- [Exercise]: Quote the whole listing verbatim.

-------- Material provided

use crate::manager::{ManagerBuilder, ServiceManager};
use crate::CoreError;
use akshara_runtime::Context;
use akshara_schema::ManagerSettings;
use std::sync::{Arc, LazyLock, Mutex, MutexGuard, PoisonError};
use tracing::{debug, info};

type Factory = Box<dyn Fn() -> Result<ServiceManager, CoreError> + Send + Sync>;

/// Owns the shared default [`ServiceManager`].
///
/// The manager is built lazily on first use and replaced after an explicit
/// [`close_default`](Self::close_default), or after it was closed directly.
/// Construction happens under the slot mutex, so concurrent callers always
/// observe one instance.
pub struct DefaultRegistry {
    factory: Factory,
    slot: Mutex<Slot>,
}

#[derive(Default)]
struct Slot {
    manager: Option<Arc<ServiceManager>>,
    closed: bool,
}

static GLOBAL: LazyLock<DefaultRegistry> = LazyLock::new(|| {
    DefaultRegistry::new(|| {
        let mut settings = ManagerSettings::load_default()?;
        settings.apply_env()?;
        ManagerBuilder::new().settings(settings).build()
    })
});

impl DefaultRegistry {
    pub fn new(
        factory: impl Fn() -> Result<ServiceManager, CoreError> + Send + Sync + 'static,
    ) -> Self {
        Self {
            factory: Box::new(factory),
            slot: Mutex::new(Slot::default()),
        }
    }

    /// The process-wide registry. Its manager reads the settings file and
    /// `AKSHARA_*` environment overrides when first built.
    pub fn global() -> &'static DefaultRegistry {
        &GLOBAL
    }

    pub fn get_or_create(&self, ctx: &Context) -> Result<Arc<ServiceManager>, CoreError> {
        ctx.check()?;
        let mut slot = self.lock();
        if let Some(manager) = slot.manager.as_ref().filter(|m| !slot.closed && !m.is_closed()) {
            return Ok(Arc::clone(manager));
        }

        let manager = Arc::new((self.factory)()?);
        debug!(
            "created default manager {} for project {}",
            manager.id(),
            manager.project()
        );
        slot.manager = Some(Arc::clone(&manager));
        slot.closed = false;
        Ok(manager)
    }

    /// The current manager, if one exists and is still open. Never constructs.
    pub fn current(&self) -> Option<Arc<ServiceManager>> {
        let slot = self.lock();
        if slot.closed {
            return None;
        }
        slot.manager.as_ref().filter(|m| !m.is_closed()).cloned()
    }

    /// Close the held manager and mark the slot for replacement.
    pub fn close_default(&self) -> Result<(), CoreError> {
        let mut slot = self.lock();
        let Some(manager) = slot.manager.take() else {
            return Ok(());
        };
        slot.closed = true;
        info!("closing default manager {}", manager.id());
        manager.close()
    }

    fn lock(&self) -> MutexGuard<'_, Slot> {
        self.slot.lock().unwrap_or_else(PoisonError::into_inner)
    }
}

----------------

- [Written response]:
use crate::manager::{ManagerBuilder, ServiceManager};
use crate::CoreError;
use akshara_runtime::Context;
use akshara_schema::ManagerSettings;
use std::sync::{Arc, LazyLock, Mutex, MutexGuard, PoisonError};
use tracing::{debug, info};

type Factory = Box<dyn Fn() -> Result<ServiceManager, CoreError> + Send + Sync>;

/// Owns the shared default [`ServiceManager`].
///
/// The manager is built lazily on first use and replaced after an explicit
/// [`close_default`](Self::close_default), or after it was closed directly.
/// Construction happens under the slot mutex, so concurrent callers always
/// observe one instance.
pub struct DefaultRegistry {
    factory: Factory,
    slot: Mutex<Slot>,
}

#[derive(Default)]
struct Slot {
    manager: Option<Arc<ServiceManager>>,
    closed: bool,
}

static GLOBAL: LazyLock<DefaultRegistry> = LazyLock::new(|| {
    DefaultRegistry::new(|| {
        let mut settings = ManagerSettings::load_default()?;
        settings.apply_env()?;
        ManagerBuilder::new().settings(settings).build()
    })
});

impl DefaultRegistry {
    pub fn new(
        factory: impl Fn() -> Result<ServiceManager, CoreError> + Send + Sync + 'static,
    ) -> Self {
        Self {
            factory: Box::new(factory),
            slot: Mutex::new(Slot::default()),
        }
    }

    /// The process-wide registry. Its manager reads the settings file and
    /// `AKSHARA_*` environment overrides when first built.
    pub fn global() -> &'static DefaultRegistry {
        &GLOBAL
    }

    pub fn get_or_create(&self, ctx: &Context) -> Result<Arc<ServiceManager>, CoreError> {
        ctx.check()?;
        let mut slot = self.lock();
        if let Some(manager) = slot.manager.as_ref().filter(|m| !slot.closed && !m.is_closed()) {
            return Ok(Arc::clone(manager));
        }

        let manager = Arc::new((self.factory)()?);
        debug!(
            "created default manager {} for project {}",
            manager.id(),
            manager.project()
        );
        slot.manager = Some(Arc::clone(&manager));
        slot.closed = false;
        Ok(manager)
    }

    /// The current manager, if one exists and is still open. Never constructs.
    pub fn current(&self) -> Option<Arc<ServiceManager>> {
        let slot = self.lock();
        if slot.closed {
            return None;
        }
        slot.manager.as_ref().filter(|m| !m.is_closed()).cloned()
    }

    /// Close the held manager and mark the slot for replacement.
    pub fn close_default(&self) -> Result<(), CoreError> {
        let mut slot = self.lock();
        let Some(manager) = slot.manager.take() else {
            return Ok(());
        };
        slot.closed = true;
        info!("closing default manager {}", manager.id());
        manager.close()
    }

    fn lock(&self) -> MutexGuard<'_, Slot> {
        self.slot.lock().unwrap_or_else(PoisonError::into_inner)
    }
}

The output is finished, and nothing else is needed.